• **Exercise goal**:
Find every line in the records below that holds the word "again" and copy it.

(Stored items)
/---

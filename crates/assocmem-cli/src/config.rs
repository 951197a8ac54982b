//! Configuration loading and command-line overrides

use anyhow::{Context, Result};
use assocmem_core::config::DEFAULT_SEED;
use assocmem_core::{RecallConfig, RenderConfig};
use serde::Deserialize;
use std::path::PathBuf;

// ---------------------------------------------------------------------------
// File layer
// ---------------------------------------------------------------------------

/// Contents of a `--config` TOML file
///
/// Every key is optional: a missing key leaves the decision to the flag or
/// the command's own default, never to a library default.
#[derive(Debug, Clone, Default, PartialEq, Deserialize)]
#[serde(default, deny_unknown_fields)]
pub struct FileConfig {
    pub memory: MemorySection,
    pub recall: RecallSection,
    pub render: RenderSection,
}

#[derive(Debug, Clone, Copy, Default, PartialEq, Eq, Deserialize)]
#[serde(default, deny_unknown_fields)]
pub struct MemorySection {
    pub patterns: Option<usize>,
    pub seed: Option<u64>,
}

#[derive(Debug, Clone, Copy, Default, PartialEq, Deserialize)]
#[serde(default, deny_unknown_fields)]
pub struct RecallSection {
    pub m0: Option<f64>,
    pub delta_m: Option<f64>,
    pub max_steps: Option<usize>,
}

#[derive(Debug, Clone, Copy, Default, PartialEq, Eq, Deserialize)]
#[serde(default, deny_unknown_fields)]
pub struct RenderSection {
    pub frame_width: Option<u32>,
    pub frame_height: Option<u32>,
}

// ---------------------------------------------------------------------------
// Resolution
// ---------------------------------------------------------------------------

/// Settings read from the config file, if any
///
/// Precedence for every value is: command-line flag, then the config file,
/// then the command's own default. Values are validated only once resolved,
/// so a file key a command never reads cannot fail that command.
#[derive(Debug, Clone, Default)]
pub struct Config {
    pub file: FileConfig,
}

impl Config {
    /// Load from `path`, or fall back to an empty file layer
    pub fn load(path: Option<PathBuf>) -> Result<Self> {
        let Some(path) = path else {
            return Ok(Self::default());
        };

        let content = std::fs::read_to_string(&path)
            .with_context(|| format!("Failed to read config from {}", path.display()))?;
        let file = Self::parse(&content)
            .with_context(|| format!("Failed to load config from {}", path.display()))?;
        tracing::debug!(path = %path.display(), "loaded configuration");

        Ok(Self { file })
    }

    pub fn parse(content: &str) -> Result<FileConfig> {
        Ok(toml::from_str(content)?)
    }

    pub fn seed(&self, flag: Option<u64>) -> u64 {
        flag.or(self.file.memory.seed).unwrap_or(DEFAULT_SEED)
    }

    pub fn patterns(&self, flag: Option<usize>, default: usize) -> usize {
        flag.or(self.file.memory.patterns).unwrap_or(default)
    }

    pub fn m0(&self, flag: Option<f64>, default: f64) -> f64 {
        flag.or(self.file.recall.m0).unwrap_or(default)
    }

    /// Recall settings for one command
    pub fn recall(
        &self,
        m0: f64,
        delta_m: Option<f64>,
        max_steps: Option<usize>,
        default_delta_m: f64,
    ) -> Result<RecallConfig> {
        let file = self.file.recall;
        let config = RecallConfig::new(m0)
            .with_delta_m(delta_m.or(file.delta_m).unwrap_or(default_delta_m))
            .with_max_steps(
                max_steps
                    .or(file.max_steps)
                    .unwrap_or(RecallConfig::default().max_steps),
            );
        config.validate()?;
        Ok(config)
    }

    /// Render settings, with an optional `WIDTHxHEIGHT` override
    pub fn render(&self, frame_size: Option<&str>) -> Result<RenderConfig> {
        let defaults = RenderConfig::default();
        let mut render = RenderConfig {
            frame_width: self.file.render.frame_width.unwrap_or(defaults.frame_width),
            frame_height: self
                .file
                .render
                .frame_height
                .unwrap_or(defaults.frame_height),
        };
        if let Some(size) = frame_size {
            let (width, height) = parse_frame_size(size)?;
            render.frame_width = width;
            render.frame_height = height;
        }
        render.validate()?;
        Ok(render)
    }
}

/// Parse `1920x1080`
pub fn parse_frame_size(s: &str) -> Result<(u32, u32)> {
    let (width, height) = s
        .split_once(['x', 'X'])
        .ok_or_else(|| anyhow::anyhow!("Frame size must look like WIDTHxHEIGHT, got '{}'", s))?;
    let width = width
        .trim()
        .parse::<u32>()
        .with_context(|| format!("Invalid frame width in '{}'", s))?;
    let height = height
        .trim()
        .parse::<u32>()
        .with_context(|| format!("Invalid frame height in '{}'", s))?;
    Ok((width, height))
}
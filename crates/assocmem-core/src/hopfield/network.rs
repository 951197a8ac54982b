//! Associative memory engine: memorize one target, recall it from noise

use super::capacity;
use super::coupling::CouplingMatrix;
use super::retrieval::{corrupt, overlap, synchronous_update};
use crate::config::RecallConfig;
use crate::pattern::BipolarVector;
use crate::random::{RandomSource, SeededSource};
use crate::trajectory::{RecallParameters, RecallStep, RecallTrajectory, Termination};
use crate::{AssocMemError, Result};
use tracing::{debug, trace, warn};

/// Lifecycle of an [`AssociativeMemory`]
#[derive(Debug, Clone, Copy, PartialEq, Eq)]
pub enum EngineState {
    /// No coupling matrix yet
    Uninitialized,
    /// Coupling matrix built, no recall run since
    Memorized,
    /// Inside [`AssociativeMemory::recall`]
    RecallInProgress,
    /// Last recall finished; its trajectory is available
    RecallComplete,
}

/// Classical Hopfield associative memory holding one target pattern
///
/// Owns the target, its seeded random stream, the coupling matrix and the
/// trajectory of the most recent recall.
///
/// # Examples
///
/// ```rust
/// use assocmem_core::{AssociativeMemory, BipolarVector, RecallConfig};
///
/// let target = BipolarVector::ones(16);
/// let mut memory = AssociativeMemory::new(target, 1234).unwrap();
/// memory.memorize(1).unwrap();
///
/// let trajectory = memory
///     .recall(&RecallConfig::new(1.0).with_delta_m(1e-4))
///     .unwrap();
///
/// // The uncorrupted target is already a fixed point
/// assert_eq!(trajectory.len(), 1);
/// ```
#[derive(Debug, Clone)]
pub struct AssociativeMemory<S: RandomSource = SeededSource> {
    target: BipolarVector,
    source: S,
    patterns: usize,
    coupling: Option<CouplingMatrix>,
    trajectory: Option<RecallTrajectory>,
    state: EngineState,
}

impl AssociativeMemory<SeededSource> {
    /// Create a memory for `target` whose random draws are seeded by `seed`
    ///
    /// # Errors
    ///
    /// `InvalidParameter` if the target is empty.
    pub fn new(target: BipolarVector, seed: u64) -> Result<Self> {
        Self::with_source(target, SeededSource::new(seed))
    }

    pub fn seed(&self) -> u64 {
        self.source.seed()
    }
}

impl<S: RandomSource> AssociativeMemory<S> {
    /// Create a memory drawing from an injected random source
    pub fn with_source(target: BipolarVector, source: S) -> Result<Self> {
        if target.is_empty() {
            return Err(AssocMemError::InvalidParameter(
                "target pattern must have at least one unit".to_string(),
            ));
        }

        Ok(Self {
            target,
            source,
            patterns: 0,
            coupling: None,
            trajectory: None,
            state: EngineState::Uninitialized,
        })
    }

    /// Build the coupling matrix from the target and `patterns - 1` random
    /// interference patterns
    ///
    /// The random source is rewound first, so memorizing again with the same
    /// `patterns` reproduces the same matrix. Any previous matrix and
    /// trajectory are replaced.
    ///
    /// # Errors
    ///
    /// `InvalidParameter` if `patterns == 0`. On error the engine is left
    /// exactly as it was.
    pub fn memorize(&mut self, patterns: usize) -> Result<&CouplingMatrix> {
        if patterns == 0 {
            return Err(AssocMemError::InvalidParameter(
                "pattern count p must be >= 1 (the target itself is always stored)".to_string(),
            ));
        }

        let n = self.target.len();
        self.source.reset();
        let interference: Vec<BipolarVector> = (1..patterns)
            .map(|_| BipolarVector::random(n, &mut self.source))
            .collect();

        let coupling = CouplingMatrix::hebbian(&self.target, &interference);
        debug!(
            units = n,
            patterns,
            load = capacity::load_ratio(patterns, n),
            "memorized coupling matrix"
        );
        if capacity::exceeds_capacity(patterns, n) {
            debug!(
                capacity = capacity::theoretical_capacity(n),
                "pattern load above critical capacity, recall may plateau"
            );
        }

        self.patterns = patterns;
        self.trajectory = None;
        self.state = EngineState::Memorized;
        Ok(&*self.coupling.insert(coupling))
    }

    /// Corrupt the target to initial overlap `m0` and run synchronous updates
    /// until the overlap settles or `max_steps` updates have been made
    ///
    /// The run stops as soon as `|m_t - m_{t-1}| <= delta_m`, keeping step
    /// `t`. An update that reproduces the current state exactly is a fixed
    /// point: it ends the run as converged and is not recorded again. The
    /// previous trajectory is discarded.
    ///
    /// # Errors
    ///
    /// `NotReady` before [`memorize`](Self::memorize); `InvalidParameter` if
    /// the configuration is out of range. Nothing is modified on error.
    pub fn recall(&mut self, config: &RecallConfig) -> Result<&RecallTrajectory> {
        let coupling = self.coupling.as_ref().ok_or(AssocMemError::NotReady)?;
        config.validate()?;

        self.state = EngineState::RecallInProgress;

        let initial = corrupt(&self.target, config.m0, &mut self.source);
        let initial_overlap = overlap(&self.target, &initial);
        let parameters = RecallParameters {
            patterns: self.patterns,
            m0: config.m0,
            delta_m: config.delta_m,
            max_steps: config.max_steps,
        };
        let mut trajectory = RecallTrajectory::start(
            parameters,
            RecallStep {
                state: initial,
                overlap: initial_overlap,
            },
        );

        let mut termination = Termination::StepBudgetExhausted;
        for _ in 0..config.max_steps {
            let next = synchronous_update(coupling, trajectory.final_state());
            if &next == trajectory.final_state() {
                termination = Termination::Converged {
                    step: trajectory.updates(),
                };
                break;
            }

            let next_overlap = overlap(&self.target, &next);
            let delta = (next_overlap - trajectory.final_overlap()).abs();
            trajectory.push(RecallStep {
                state: next,
                overlap: next_overlap,
            });
            trace!(
                step = trajectory.updates(),
                overlap = next_overlap,
                delta,
                "synchronous update"
            );

            if delta <= config.delta_m {
                termination = Termination::Converged {
                    step: trajectory.updates(),
                };
                break;
            }
        }
        trajectory.finish(termination);

        match termination {
            Termination::Converged { step } => debug!(
                step,
                m0 = config.m0,
                final_overlap = trajectory.final_overlap(),
                "recall converged"
            ),
            Termination::StepBudgetExhausted if config.max_steps > 0 => warn!(
                max_steps = config.max_steps,
                final_overlap = trajectory.final_overlap(),
                "recall stopped at step budget without converging"
            ),
            Termination::StepBudgetExhausted => {}
        }

        self.state = EngineState::RecallComplete;
        Ok(&*self.trajectory.insert(trajectory))
    }

    /// Move the last trajectory out of the engine
    pub fn take_trajectory(&mut self) -> Option<RecallTrajectory> {
        self.trajectory.take()
    }

    pub fn trajectory(&self) -> Option<&RecallTrajectory> {
        self.trajectory.as_ref()
    }

    pub fn coupling(&self) -> Option<&CouplingMatrix> {
        self.coupling.as_ref()
    }

    pub fn target(&self) -> &BipolarVector {
        &self.target
    }

    /// Number of units `n`
    pub fn units(&self) -> usize {
        self.target.len()
    }

    /// `p` of the last successful memorization, 0 before any
    pub fn patterns(&self) -> usize {
        self.patterns
    }

    pub fn state(&self) -> EngineState {
        self.state
    }

    pub fn source(&self) -> &S {
        &self.source
    }
}
use assocmem_core::scan::random_target;
use assocmem_core::{AssociativeMemory, RecallConfig};
use criterion::{black_box, criterion_group, criterion_main, BenchmarkId, Criterion};

fn bench_memorize(c: &mut Criterion) {
    let mut group = c.benchmark_group("memorize");
    group.sample_size(20);

    // Load fixed at 0.1
    for units in [256usize, 1000, 2048].iter() {
        let patterns = units / 10;
        let mut memory = AssociativeMemory::new(random_target(*units, 1234), 1234).unwrap();

        group.bench_with_input(BenchmarkId::from_parameter(units), &patterns, |b, &p| {
            b.iter(|| {
                memory.memorize(black_box(p)).unwrap();
            });
        });
    }

    group.finish();
}

fn bench_recall(c: &mut Criterion) {
    let mut group = c.benchmark_group("recall");
    group.sample_size(20);

    for m0 in [0.2, 0.6, 1.0].iter() {
        let mut memory = AssociativeMemory::new(random_target(1000, 1234), 1234).unwrap();
        memory.memorize(100).unwrap();
        let config = RecallConfig::new(*m0).with_delta_m(1e-3);

        group.bench_with_input(BenchmarkId::from_parameter(m0), &config, |b, config| {
            b.iter(|| black_box(memory.recall(config).unwrap().len()));
        });
    }

    group.finish();
}

fn bench_local_fields(c: &mut Criterion) {
    let target = random_target(1000, 7);
    let mut memory = AssociativeMemory::new(target.clone(), 7).unwrap();
    let coupling = memory.memorize(100).unwrap().clone();

    c.bench_function("local_fields_1000", |b| {
        b.iter(|| black_box(coupling.local_fields(black_box(&target))));
    });
}

criterion_group!(benches, bench_memorize, bench_recall, bench_local_fields);
criterion_main!(benches);
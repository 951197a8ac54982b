//! Hebbian coupling matrix
//!
//! `J = (ξ⁰ξ⁰ᵀ + XᵀX) / n`, where the rows of `X` are the interference
//! patterns. Products are accumulated as integers and divided once, so the
//! matrix is exact up to that single division and independent of summation
//! order.
//!
//! The diagonal is left as produced by the outer products (`p / n` on every
//! entry). Textbook Hopfield networks zero it; this model does not, and
//! zeroing it changes the recall dynamics.

use crate::pattern::BipolarVector;
use rayon::prelude::*;

/// Dense `n × n` coupling matrix, row-major
#[derive(Debug, Clone, PartialEq)]
pub struct CouplingMatrix {
    dim: usize,
    weights: Vec<f64>,
}

impl CouplingMatrix {
    /// Sum of the target's self-coupling and every interference pattern's
    /// outer product, normalized by `n`
    ///
    /// All patterns must have the target's length.
    pub(crate) fn hebbian(target: &BipolarVector, interference: &[BipolarVector]) -> Self {
        let dim = target.len();
        let norm = dim as f64;
        let mut weights = vec![0.0; dim * dim];

        weights
            .par_chunks_mut(dim.max(1))
            .enumerate()
            .for_each(|(i, row)| {
                let mut acc: Vec<i64> = target
                    .iter()
                    .map(|xj| i64::from(target.as_slice()[i] * xj))
                    .collect();

                for pattern in interference {
                    let xi = i64::from(pattern.as_slice()[i]);
                    for (a, xj) in acc.iter_mut().zip(pattern.iter()) {
                        *a += xi * i64::from(xj);
                    }
                }

                for (w, a) in row.iter_mut().zip(acc) {
                    *w = a as f64 / norm;
                }
            });

        Self { dim, weights }
    }

    /// Matrix dimension `n`
    pub fn dim(&self) -> usize {
        self.dim
    }

    /// Entry `J[i][j]`
    ///
    /// # Panics
    ///
    /// Panics if either index is out of range.
    pub fn get(&self, i: usize, j: usize) -> f64 {
        assert!(i < self.dim && j < self.dim, "index ({}, {}) out of range", i, j);
        self.weights[i * self.dim + j]
    }

    /// Row `i` as a slice
    pub fn row(&self, i: usize) -> &[f64] {
        &self.weights[i * self.dim..(i + 1) * self.dim]
    }

    /// Row-major backing storage
    pub fn as_slice(&self) -> &[f64] {
        &self.weights
    }

    /// Local fields `h = J · s`
    ///
    /// Rows are evaluated in parallel; each row is a sequential sum, so the
    /// result does not depend on the thread count.
    pub fn local_fields(&self, state: &BipolarVector) -> Vec<f64> {
        assert_eq!(state.len(), self.dim, "state length mismatch");
        self.weights
            .par_chunks(self.dim.max(1))
            .map(|row| {
                row.iter()
                    .zip(state.iter())
                    .map(|(w, s)| w * f64::from(s))
                    .sum::<f64>()
            })
            .collect()
    }

    pub fn is_symmetric(&self) -> bool {
        (0..self.dim).all(|i| (i + 1..self.dim).all(|j| self.get(i, j) == self.get(j, i)))
    }

    /// Hopfield energy `E(s) = -½ sᵀ J s`
    pub fn energy(&self, state: &BipolarVector) -> f64 {
        let fields = self.local_fields(state);
        -0.5 * fields
            .iter()
            .zip(state.iter())
            .map(|(h, s)| h * f64::from(s))
            .sum::<f64>()
    }
}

\---

• **Answer section**:
    /// The random source is rewound first, so memorizing again with the same
    /// point: it ends the run as converged and is not recorded again. The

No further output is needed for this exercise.